Given records =
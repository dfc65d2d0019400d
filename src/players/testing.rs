/// sparring partner for evaluating other strategies: opens small,
/// then calls any pressure and checks back the rest. never folds,
/// never raises, so every line it plays reaches a showdown.
pub struct TestingPlayer {
    seat: Seat,
}

impl TestingPlayer {
    pub fn new(stack: Chips) -> Self {
        Self {
            seat: Seat::new(stack),
        }
    }
}

impl Player for TestingPlayer {
    fn make_move(&mut self, game: &Game) -> Action {
        if game.stage() == Stage::PreFlop && self.seat.stake == 0 && game.last_bet() == 0 {
            let open = self.seat.stack / 40;
            self.bet(open)
        } else if game.last_bet() > 0 {
            self.call(game)
        } else {
            self.check()
        }
    }
    fn seat(&self) -> &Seat {
        &self.seat
    }
    fn seat_mut(&mut self) -> &mut Seat {
        &mut self.seat
    }
}

use super::player::Player;
use crate::gameplay::action::Action;
use crate::gameplay::game::Game;
use crate::gameplay::seat::Seat;
use crate::gameplay::stage::Stage;
use crate::Chips;

#[cfg(test)]
mod tests {
    use super::*;
    use crate::gameplay::engine::run_round;
    use crate::STACK;

    #[test]
    fn never_folds() {
        let mut one = TestingPlayer::new(STACK);
        let mut two = TestingPlayer::new(STACK);
        let states = run_round(&mut one, &mut two);
        let last = states.last().unwrap();
        assert!(!last.folded(0));
        assert!(!last.folded(1));
        assert!(last.winner().is_some());
    }
}
/// a seat driven by an external UI over a blocking request/response
/// pair of channels. the engine thread sends a Prompt and parks on the
/// reply; whatever drives the Controller answers with a Decision.
/// if either side hangs up the pending move resolves as a fold.
pub struct Human {
    seat: Seat,
    prompts: Sender<Prompt>,
    decisions: Receiver<Decision>,
}

/// everything a renderer needs to pose one decision
#[derive(Debug, Clone)]
pub struct Prompt {
    pub hole: Hand,
    pub board: Hand,
    pub pool: Chips,
    pub to_call: Chips,
    pub stack: Chips,
    pub stage: Stage,
}

/// the reply from the UI. Bet and Raise carry the round total.
#[derive(Debug, Clone, Copy)]
pub enum Decision {
    Fold,
    Check,
    Call,
    Bet(Chips),
    Raise(Chips),
    AllIn,
}

/// the UI half of the pair
pub struct Controller {
    pub prompts: Receiver<Prompt>,
    pub decisions: Sender<Decision>,
}

impl Human {
    pub fn channel(stack: Chips) -> (Self, Controller) {
        let (prompts, prompted) = mpsc::channel();
        let (decides, decisions) = mpsc::channel();
        let human = Self {
            seat: Seat::new(stack),
            prompts,
            decisions,
        };
        let controller = Controller {
            prompts: prompted,
            decisions: decides,
        };
        (human, controller)
    }

    /// round totals from the UI get clamped to what the stack can cover
    fn wager(&mut self, amount: Chips, raising: bool) -> Action {
        let all = self.seat.stake + self.seat.stack;
        let amount = amount.clamp(self.seat.stake, all);
        if amount == all {
            self.shove()
        } else if raising {
            self.raise_to(amount)
        } else {
            self.bet(amount)
        }
    }
}

impl Player for Human {
    fn make_move(&mut self, game: &Game) -> Action {
        let prompt = Prompt {
            hole: game.hole(game.turn()),
            board: game.board(),
            pool: game.pool(),
            to_call: (game.last_bet() - self.seat.stake).max(0),
            stack: self.seat.stack,
            stage: game.stage(),
        };
        if self.prompts.send(prompt).is_err() {
            return self.fold();
        }
        match self.decisions.recv() {
            Err(_) => self.fold(),
            Ok(Decision::Fold) => self.fold(),
            Ok(Decision::Check) => self.check(),
            Ok(Decision::Call) => self.call(game),
            Ok(Decision::Bet(x)) => self.wager(x, false),
            Ok(Decision::Raise(x)) => self.wager(x, true),
            Ok(Decision::AllIn) => self.shove(),
        }
    }
    fn seat(&self) -> &Seat {
        &self.seat
    }
    fn seat_mut(&mut self) -> &mut Seat {
        &mut self.seat
    }
}

use super::player::Player;
use crate::cards::hand::Hand;
use crate::gameplay::action::Action;
use crate::gameplay::game::Game;
use crate::gameplay::seat::Seat;
use crate::gameplay::stage::Stage;
use crate::Chips;
use std::sync::mpsc;
use std::sync::mpsc::{Receiver, Sender};

#[cfg(test)]
mod tests {
    use super::*;
    use crate::STACK;

    #[test]
    fn disconnect_resolves_as_fold() {
        let (mut human, controller) = Human::channel(STACK);
        drop(controller);
        let game = Game::new().with_stage(Stage::PreFlop);
        assert_eq!(human.make_move(&game), Action::Fold);
        assert!(human.seat().folded);
    }

    #[test]
    fn decisions_come_back_as_actions() {
        let (mut human, controller) = Human::channel(STACK);
        let handle = std::thread::spawn(move || {
            let prompt = controller.prompts.recv().unwrap();
            assert_eq!(prompt.to_call, 100);
            controller.decisions.send(Decision::Call).unwrap();
        });
        let game = Game::new().with_stage(Stage::PreFlop).with_last_bet(100);
        assert_eq!(human.make_move(&game), Action::Call(100));
        handle.join().unwrap();
    }

    #[test]
    fn oversized_bet_becomes_a_shove() {
        let (mut human, controller) = Human::channel(500);
        let handle = std::thread::spawn(move || {
            controller.prompts.recv().unwrap();
            controller.decisions.send(Decision::Bet(9999)).unwrap();
        });
        let game = Game::new().with_stage(Stage::PreFlop);
        assert_eq!(human.make_move(&game), Action::Shove(500));
        handle.join().unwrap();
    }
}
/// a betting move. Bet and Raise carry the total wagered this round,
/// Call carries the gap closed, Shove carries the stack pushed in.
#[derive(Debug, Clone, Copy, PartialEq, Eq)]
pub enum Action {
    Fold,
    Check,
    Call(Chips),
    Bet(Chips),
    Raise(Chips),
    Shove(Chips),
}

impl Action {
    /// wire code, stable across serialization and logs
    pub fn code(&self) -> u8 {
        match self {
            Action::Fold => 0,
            Action::Check => 1,
            Action::Call(_) => 2,
            Action::Bet(_) => 3,
            Action::Raise(_) => 4,
            Action::Shove(_) => 5,
        }
    }

    /// chips attached to the move. folds conventionally log -1.
    pub fn amount(&self) -> Chips {
        match self {
            Action::Fold => -1,
            Action::Check => 0,
            Action::Call(x) | Action::Bet(x) | Action::Raise(x) | Action::Shove(x) => *x,
        }
    }

    /// whether this move reopens the action for the opponent
    pub fn reopens(&self) -> bool {
        match self {
            Action::Raise(_) | Action::Shove(_) => true,
            Action::Bet(x) => *x > 0,
            _ => false,
        }
    }
}

impl Display for Action {
    fn fmt(&self, f: &mut Formatter) -> Result {
        match self {
            Action::Fold => write!(f, "{}", "FOLD".red()),
            Action::Check => write!(f, "{}", "CHECK".cyan()),
            Action::Call(x) => write!(f, "{}", format!("CALL  {}", x).yellow()),
            Action::Bet(x) => write!(f, "{}", format!("BET   {}", x).green()),
            Action::Raise(x) => write!(f, "{}", format!("RAISE {}", x).green()),
            Action::Shove(x) => write!(f, "{}", format!("SHOVE {}", x).magenta()),
        }
    }
}

use crate::Chips;
use colored::*;
use std::fmt::{Display, Formatter, Result};
pub mod category;
pub use category::*;

pub mod evaluator;
pub use evaluator::*;

pub mod kicks;
pub use kicks::*;

pub mod ranking;
pub use ranking::*;

pub mod showdown;
pub use showdown::*;

pub mod strength;
pub use strength::*;
use super::hand::Hand;

/// HandIterator enumerates every Hand of a fixed size that avoids a set
/// of blocked cards. it walks k-subsets of the 52-bit space in colex order
/// using Gosper's hack, skipping any subset that collides with the mask.
/// one u64 of state, no allocation, deterministic order.
pub struct HandIterator {
    next: u64,
    mask: u64,
}

impl HandIterator {
    pub fn combinations(&self) -> usize {
        let n = 52 - Hand::from(self.mask).size();
        let k = Hand::from(self.next).size();
        (0..k).fold(1, |x, i| x * (n - i) / (i + 1))
    }

    fn exhausted(&self) -> bool {
        match self.next {
            0 => true,
            n => n.leading_zeros() < (64 - 52),
        }
    }

    /// next k-subset in colex order
    fn permute(&self) -> u64 {
        let x = self.next;
        let low = x & x.wrapping_neg();
        let carry = x + low;
        carry | (((x ^ carry) >> 2) / low)
    }

    fn advance(&mut self) {
        loop {
            self.next = self.permute();
            if self.next & self.mask == 0 {
                break;
            }
        }
    }
}

impl Iterator for HandIterator {
    type Item = Hand;
    fn next(&mut self) -> Option<Self::Item> {
        if self.exhausted() {
            None
        } else {
            let hand = Hand::from(self.next);
            self.advance();
            Some(hand)
        }
    }
    fn size_hint(&self) -> (usize, Option<usize>) {
        let combos = self.combinations();
        (combos, Some(combos))
    }
}

/// size and blocked cards are fixed at construction
impl From<(usize, Hand)> for HandIterator {
    fn from((n, mask): (usize, Hand)) -> Self {
        let mut this = Self {
            next: (1 << n) - 1,
            mask: u64::from(mask),
        };
        while this.next & this.mask > 0 {
            this.next = this.permute();
        }
        this
    }
}

#[cfg(test)]
mod tests {
    use super::*;

    #[test]
    fn five_choose_three() {
        let mut iter = HandIterator::from((3, Hand::empty()));
        assert!(iter.next() == Some(Hand::from(0b00111)));
        assert!(iter.next() == Some(Hand::from(0b01011)));
        assert!(iter.next() == Some(Hand::from(0b01101)));
        assert!(iter.next() == Some(Hand::from(0b01110)));
        assert!(iter.next() == Some(Hand::from(0b10011)));
    }

    #[test]
    fn blocked_cards_are_skipped() {
        let mask = Hand::from(0b_0110);
        let blocked = HandIterator::from((2, mask))
            .take(64)
            .any(|h| u64::from(h) & u64::from(mask) != 0);
        assert!(!blocked);
    }

    #[test]
    fn counts_the_binomial() {
        let mask = Hand::from("As Ks Qs Js Ts");
        let iter = HandIterator::from((2, mask));
        assert_eq!(iter.combinations(), 47 * 46 / 2);
        assert_eq!(HandIterator::from((2, mask)).count(), 47 * 46 / 2);
    }
}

How to complete this task =
The answer should be all lines from the entries above that hold the word "Debug".

Task solution =
#[derive(Debug, Clone)]
#[derive(Debug, Clone, Copy)]
#[derive(Debug, Clone, Copy, PartialEq, Eq)]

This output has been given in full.